Exercise: The entries below must be returned exactly as they stand.

□ □ □

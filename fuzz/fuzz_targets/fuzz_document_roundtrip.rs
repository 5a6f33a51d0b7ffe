#![no_main]

use libfuzzer_sys::fuzz_target;

fuzz_target!(|data: &[u8]| {
    if let Ok(s) = std::str::from_utf8(data) {
        if let Ok(doc) = brdoc::Document::parse(s) {
            let formatted = doc.to_string();
            let reparsed =
                brdoc::Document::parse(&formatted).expect("formatted document must reparse");
            assert_eq!(reparsed, doc);
            assert_eq!(brdoc::clean(&formatted), doc.raw());
        }
    }
});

□ □ □

Result of the task:
filename fuzz/fuzz_targets/fuzz_document_roundtrip.rs
repository 5a6f33a51d0b7ffe
#![no_main]

use libfuzzer_sys::fuzz_target;

fuzz_target!(|data: &[u8]| {
    if let Ok(s) = std::str::from_utf8(data) {
        if let Ok(doc) = brdoc::Document::parse(s) {
            let formatted = doc.to_string();
            let reparsed =
                brdoc::Document::parse(&formatted).expect("formatted document must reparse");
            assert_eq!(reparsed, doc);
            assert_eq!(brdoc::clean(&formatted), doc.raw());
        }
    }
});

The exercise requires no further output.